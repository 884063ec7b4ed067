//! IAM users
//!
//! Shows the logged-in user and lists every user of the account, or prints
//! a single user when an id is given.

use super::{connect, report_failure};
use crate::report::{cell, Table};
use crate::vchs::auth::Credentials;
use crate::vchs::http::Transport;
use crate::vchs::iam::{self, User};
use crate::vchs::ApiClient;
use anyhow::Result;
use std::io::Write;

#[derive(Debug, Clone, Default)]
pub struct UsersOptions {
    pub user_id: Option<String>,
}

pub async fn run<T: Transport, W: Write>(
    client: &ApiClient<T>,
    credentials: &Credentials,
    options: &UsersOptions,
    out: &mut W,
) -> Result<()> {
    let token = connect(client, credentials, out).await?;
    let host = credentials.host.as_str();

    if let Some(user_id) = options.user_id.as_deref() {
        return match iam::get_user(client, host, &token, user_id).await {
            Ok(user) => write_user(out, &user),
            Err(e) => report_failure(out, &format!("User {}", user_id), &e),
        };
    }

    match iam::get_self(client, host, &token).await {
        Ok(Some(me)) => writeln!(
            out,
            "Logged in as {} ({})\n",
            me.user_name,
            me.email.as_deref().unwrap_or("-")
        )?,
        Ok(None) => writeln!(out, "Server did not return the current user\n")?,
        Err(e) => report_failure(out, "Current user", &e)?,
    }

    match iam::list_users(client, host, &token).await {
        Ok(users) => write_users(out, &users)?,
        Err(e) => match e.error_body() {
            Some(body) => {
                writeln!(out, "ERROR CODE : {}", body.code.as_deref().unwrap_or("-"))?;
                writeln!(out, "MESSAGE    : {}", body.message.as_deref().unwrap_or("-"))?;
            }
            None => report_failure(out, "User listing", &e)?,
        },
    }

    Ok(())
}

fn write_user<W: Write>(out: &mut W, user: &User) -> Result<()> {
    let name = [user.given_name.as_deref(), user.family_name.as_deref()]
        .into_iter()
        .flatten()
        .collect::<Vec<_>>()
        .join(" ");
    writeln!(out, "ID:        {}", cell(&user.id))?;
    writeln!(out, "User name: {}", user.user_name)?;
    writeln!(out, "Name:      {}", name)?;
    writeln!(out, "Email:     {}", cell(&user.email))?;
    writeln!(out, "State:     {}", cell(&user.state))?;
    if let Some(roles) = &user.roles {
        let names: Vec<&str> = roles.roles.iter().map(|r| r.name.as_str()).collect();
        writeln!(out, "Roles:     {}", names.join(", "))?;
    }
    if let Some(created) = user.meta.as_ref().and_then(|m| m.created) {
        writeln!(out, "Created:   {}", created)?;
    }
    Ok(())
}

fn write_users<W: Write>(out: &mut W, users: &[User]) -> Result<()> {
    let table = Table::new(&[
        ("ID", 38),
        ("User name", 30),
        ("Email", 30),
        ("State", 12),
        ("Created", 26),
    ]);
    table.write_header(out)?;
    for user in users {
        let created = user.meta.as_ref().and_then(|m| m.created);
        table.write_row(
            out,
            &[
                &cell(&user.id),
                &user.user_name,
                &cell(&user.email),
                &cell(&user.state),
                &cell(&created),
            ],
        )?;
    }
    Ok(())
}

#[cfg(test)]
mod tests {
    use super::*;
    use crate::vchs::testing::{response, with_header, MockTransport};

    #[tokio::test]
    async fn test_single_user_details() {
        let body = "<User>\
            <id>u-1</id><userName>jdoe</userName>\
            <givenName>Jane</givenName><familyName>Doe</familyName>\
            <roles><roles><name>Account Administrator</name></roles></roles>\
            <meta><created>2014-03-01T10:00:00Z</created></meta>\
            </User>";
        let transport = MockTransport::new(vec![
            with_header(response(201, "", ""), "vchs-authorization", "t"),
            response(200, "application/xml;version=5.7", body),
        ]);
        let client = ApiClient::with_transport(transport, "5.7");
        let creds = Credentials::new("https://h", "me", "pw");
        let options = UsersOptions {
            user_id: Some("u-1".into()),
        };

        let mut out = Vec::new();
        run(&client, &creds, &options, &mut out).await.unwrap();
        let text = String::from_utf8(out).unwrap();

        assert!(text.contains("User name: jdoe\n"));
        assert!(text.contains("Name:      Jane Doe\n"));
        assert!(text.contains("Email:     -\n"));
        assert!(text.contains("Roles:     Account Administrator\n"));
        assert!(text.contains("Created:   2014-03-01T10:00:00Z\n"));
        assert_eq!(
            client.transport().requests()[1].url,
            "https://h/api/iam/Users/u-1"
        );
    }
}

» **PROBLEM STATEMENT**
All of the entries above should be written out verbatim.

» **ANSWER BOX**
repository 884063ec7b4ed067
//! IAM users
//!
//! Shows the logged-in user and lists every user of the account, or prints
//! a single user when an id is given.

use super::{connect, report_failure};
use crate::report::{cell, Table};
use crate::vchs::auth::Credentials;
use crate::vchs::http::Transport;
use crate::vchs::iam::{self, User};
use crate::vchs::ApiClient;
use anyhow::Result;
use std::io::Write;

#[derive(Debug, Clone, Default)]
pub struct UsersOptions {
    pub user_id: Option<String>,
}

pub async fn run<T: Transport, W: Write>(
    client: &ApiClient<T>,
    credentials: &Credentials,
    options: &UsersOptions,
    out: &mut W,
) -> Result<()> {
    let token = connect(client, credentials, out).await?;
    let host = credentials.host.as_str();

    if let Some(user_id) = options.user_id.as_deref() {
        return match iam::get_user(client, host, &token, user_id).await {
            Ok(user) => write_user(out, &user),
            Err(e) => report_failure(out, &format!("User {}", user_id), &e),
        };
    }

    match iam::get_self(client, host, &token).await {
        Ok(Some(me)) => writeln!(
            out,
            "Logged in as {} ({})\n",
            me.user_name,
            me.email.as_deref().unwrap_or("-")
        )?,
        Ok(None) => writeln!(out, "Server did not return the current user\n")?,
        Err(e) => report_failure(out, "Current user", &e)?,
    }

    match iam::list_users(client, host, &token).await {
        Ok(users) => write_users(out, &users)?,
        Err(e) => match e.error_body() {
            Some(body) => {
                writeln!(out, "ERROR CODE : {}", body.code.as_deref().unwrap_or("-"))?;
                writeln!(out, "MESSAGE    : {}", body.message.as_deref().unwrap_or("-"))?;
            }
            None => report_failure(out, "User listing", &e)?,
        },
    }

    Ok(())
}

fn write_user<W: Write>(out: &mut W, user: &User) -> Result<()> {
    let name = [user.given_name.as_deref(), user.family_name.as_deref()]
        .into_iter()
        .flatten()
        .collect::<Vec<_>>()
        .join(" ");
    writeln!(out, "ID:        {}", cell(&user.id))?;
    writeln!(out, "User name: {}", user.user_name)?;
    writeln!(out, "Name:      {}", name)?;
    writeln!(out, "Email:     {}", cell(&user.email))?;
    writeln!(out, "State:     {}", cell(&user.state))?;
    if let Some(roles) = &user.roles {
        let names: Vec<&str> = roles.roles.iter().map(|r| r.name.as_str()).collect();
        writeln!(out, "Roles:     {}", names.join(", "))?;
    }
    if let Some(created) = user.meta.as_ref().and_then(|m| m.created) {
        writeln!(out, "Created:   {}", created)?;
    }
    Ok(())
}

fn write_users<W: Write>(out: &mut W, users: &[User]) -> Result<()> {
    let table = Table::new(&[
        ("ID", 38),
        ("User name", 30),
        ("Email", 30),
        ("State", 12),
        ("Created", 26),
    ]);
    table.write_header(out)?;
    for user in users {
        let created = user.meta.as_ref().and_then(|m| m.created);
        table.write_row(
            out,
            &[
                &cell(&user.id),
                &user.user_name,
                &cell(&user.email),
                &cell(&user.state),
                &cell(&created),
            ],
        )?;
    }
    Ok(())
}

#[cfg(test)]
mod tests {
    use super::*;
    use crate::vchs::testing::{response, with_header, MockTransport};

    #[tokio::test]
    async fn test_single_user_details() {
        let body = "<User>\
            <id>u-1</id><userName>jdoe</userName>\
            <givenName>Jane</givenName><familyName>Doe</familyName>\
            <roles><roles><name>Account Administrator</name></roles></roles>\
            <meta><created>2014-03-01T10:00:00Z</created></meta>\
            </User>";
        let transport = MockTransport::new(vec![
            with_header(response(201, "", ""), "vchs-authorization", "t"),
            response(200, "application/xml;version=5.7", body),
        ]);
        let client = ApiClient::with_transport(transport, "5.7");
        let creds = Credentials::new("https://h", "me", "pw");
        let options = UsersOptions {
            user_id: Some("u-1".into()),
        };

        let mut out = Vec::new();
        run(&client, &creds, &options, &mut out).await.unwrap();
        let text = String::from_utf8(out).unwrap();

        assert!(text.contains("User name: jdoe\n"));
        assert!(text.contains("Name:      Jane Doe\n"));
        assert!(text.contains("Email:     -\n"));
        assert!(text.contains("Roles:     Account Administrator\n"));
        assert!(text.contains("Created:   2014-03-01T10:00:00Z\n"));
        assert_eq!(
            client.transport().requests()[1].url,
            "https://h/api/iam/Users/u-1"
        );
    }
}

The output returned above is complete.